Results and discussion
Centesimal composition of tamarind seed flour
The result of the proximate analysis is compiled in Table 1. Proximate analysis was done for both whole tamarind seed (with seed coat) and tamarind kernel (without seed coat). These values were compared with reported values from the literature (Morad et al. 1978; Ishola et al. 1990). The moisture content of the whole seed was 23.60%, while reported moisture content was in the range of 9.4–11.3% (Morad et al. 1978; Ishola et al. 1990). The protein content of whole seed was about 16.63%, while reported value was in the range of 13.3–26.9% (Morad et al. 1978; Ishola et al. 1990). The fat content of the whole seed observed was 6.13%, whereas reported values were in the range of 4.5–16.2% (Morad et al. 1978; Ishola et al. 1990). The carbohydrate content was found to be around 51.27%, while its reported value was in the range of 50.0–57.0% (Morad et al. 1978; Ishola et al. 1990). The ash content was 2.37%, while reported value was 2.4–4.2% (Morad et al. 1978; Ishola et al. 1990). For the seed kernel, moisture content was 14.77% and its reported value was in the range of 11.4–22.7%. The protein content of the kernel was 20.34% and reported was 15.0–20.9%. The fat content of the seed kernel was 3.5%, while reported was in the range of 3.9–16.2% and the carbohydrate content was found to be around 58.51%, while reported carbohydrate was in the range of 65.1–72.2%. Seed kernel showed a lower level of a fat percentage than the whole seed. This can be attributed to the pre-treatments that were given to the whole seed. When seeds were roasted to remove seed coat, a small amount of oil leached out during the process. This might be the reason for the low fat percentage observed in seed kernel. Seed kernel also showed more protein percentage than that of the whole seed (Table 1).
Table 1.
Constituent | Whole seed (%) | Seed kernel (%) |
---|---|---|
Moisture | 23.60 ± 1.8 | 14.77 ± 1.2 |
Protein | 16.63 ± 1.5 | 20.34 ± 1.4 |
Fat | 06.13 ± 2.3 | 03.50 ± 0.9 |
Ash | 02.37 ± 0.7 | 02.88 ± 0.8 |
Carbohydrates (by difference) | 51.27 ± 6.3 | 58.51 ± 4.3 |
Results were expressed as the mean ± SD of three determinations
Protein extraction by sequential extraction method and optimization of processes parameters
According to the solubility-fractionation scheme of Osborne (Ewart 1968; Page 1985), the proteins were fractionated into four groups (albumin, globulin, prolamin, and glutelin) according to their solubility in distilled water (pH 7.0), 5% NaC1 solution (pH 7.0), 70% ethanol, and 0.25% NaOH solution (pH 10.0), respectively. Same scheme was applied for extraction, where the solutions mentioned above were used as a protein extraction solvent. Results of sequential protein extraction are mentioned in Table 2. In stage I, 15.31 μg/mg of albumin protein was obtained. In the second stage of extraction, an yield of 6.68 μg/mg of globulin was obtained. In the third and fourth stages, 18.82 μg/mg of prolamin and 87.65 μg/mg of glutelin were extracted, respectively. The yield of extracted protein combined to obtain overall yield for sequential protein extraction, which was 128.26 μg/mg (Table 2).
Table 2.
Extraction stages | Avg. conc. in µg/mg |
---|---|
I (albumin) | 15.31 ± 2.72 |
II (globulin) | 6.68 ± 1.41 |
III (prolamine) | 18.82 ± 0.45 |
IV (glutelin) | 87.65 ± 3.17 |
Total | 128.26 ± 7.75 |
Protein yield (overall mixture %) | 63.06 |
Results were expressed as the mean ± SD of three determinations
Physical parameters like time, stirring speed, and sample-to-solvent ratio was optimized during extraction.

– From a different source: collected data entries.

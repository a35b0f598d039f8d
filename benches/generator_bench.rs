//! Benchmarks for mock data generation and dashboard shaping
//!
//! Run with: cargo bench

use chrono::{TimeZone, Utc};
use craftsense::config::MockConfig;
use craftsense::dashboard::Dashboard;
use craftsense::data::MockGenerator;
use criterion::{black_box, criterion_group, criterion_main, Criterion, Throughput};
use std::sync::Arc;
use std::time::Duration;

fn bench_generate(c: &mut Criterion) {
    let mut group = c.benchmark_group("generate");
    let now = Utc.with_ymd_and_hms(2024, 6, 15, 12, 0, 0).unwrap();

    for count in [8, 100, 1000] {
        let config = MockConfig {
            seed: Some(42),
            workshop_count: count,
            sales_count: count,
            revenue_months: 12,
        };

        group.throughput(Throughput::Elements(count as u64));

        group.bench_function(format!("dataset_{}", count), |b| {
            b.iter(|| MockGenerator::seeded(42).generate(black_box(&config), now))
        });
    }

    group.finish();
}

fn bench_dashboard(c: &mut Criterion) {
    let mut group = c.benchmark_group("dashboard");
    let data = MockGenerator::seeded(7).generate(&MockConfig::default(), Utc::now());
    let dashboard = Dashboard::new(Arc::new(data));

    group.bench_function("stat_cards", |b| b.iter(|| black_box(&dashboard).stat_cards()));

    group.bench_function("charts", |b| {
        b.iter(|| {
            let d = black_box(&dashboard);
            (d.revenue_chart(), d.regional_chart(), d.product_chart())
        })
    });

    group.bench_function("workshop_rows", |b| {
        b.iter(|| black_box(&dashboard).workshop_rows())
    });

    group.finish();
}

fn bench_count_up(c: &mut Criterion) {
    let data = MockGenerator::seeded(7).generate(&MockConfig::default(), Utc::now());
    let cards = Dashboard::new(Arc::new(data)).stat_cards();

    // One animation frame for every card
    c.bench_function("count_up_frame", |b| {
        b.iter(|| {
            cards
                .iter()
                .map(|card| {
                    card.count_up(Duration::from_secs(2))
                        .display_at(black_box(Duration::from_millis(900)))
                })
                .collect::<Vec<_>>()
        })
    });
}

criterion_group!(benches, bench_generate, bench_dashboard, bench_count_up);
criterion_main!(benches);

Optimization of time for protein extraction
Time was optimized by varying protein extraction time at all the different stages. Yield at each stage was determined after every 1, 2, and 3 h (Fig. 1). Maximum protein yield (26.82 μg/mg) was observed during stage I (2 h) followed by at 3 h (26.11 μg/mg), with no significant differences. For stage II, yield was maximum, i.e., 19.68 and 22.70 μg/mg at both 2 and 3 h with no significant differences. For both stages III and IV, maximum yield observed was 18.38 and 71.48 μg/mg after an 1 h of extraction.
Optimization of stirring speed
To determine the effect of stirring on the extraction, 300 and 800 rpm stirring speed was chosen, where 300 rpm was speed used in all earlier extraction, while 800 rpm was the maximum speed of an instrument. When yield was checked after the respective time of extraction (Fig. 2), no significant differences at first three stages (I, II, and III) were observed except for stage IV, wherein an increase in yield was observed at 800 rpm.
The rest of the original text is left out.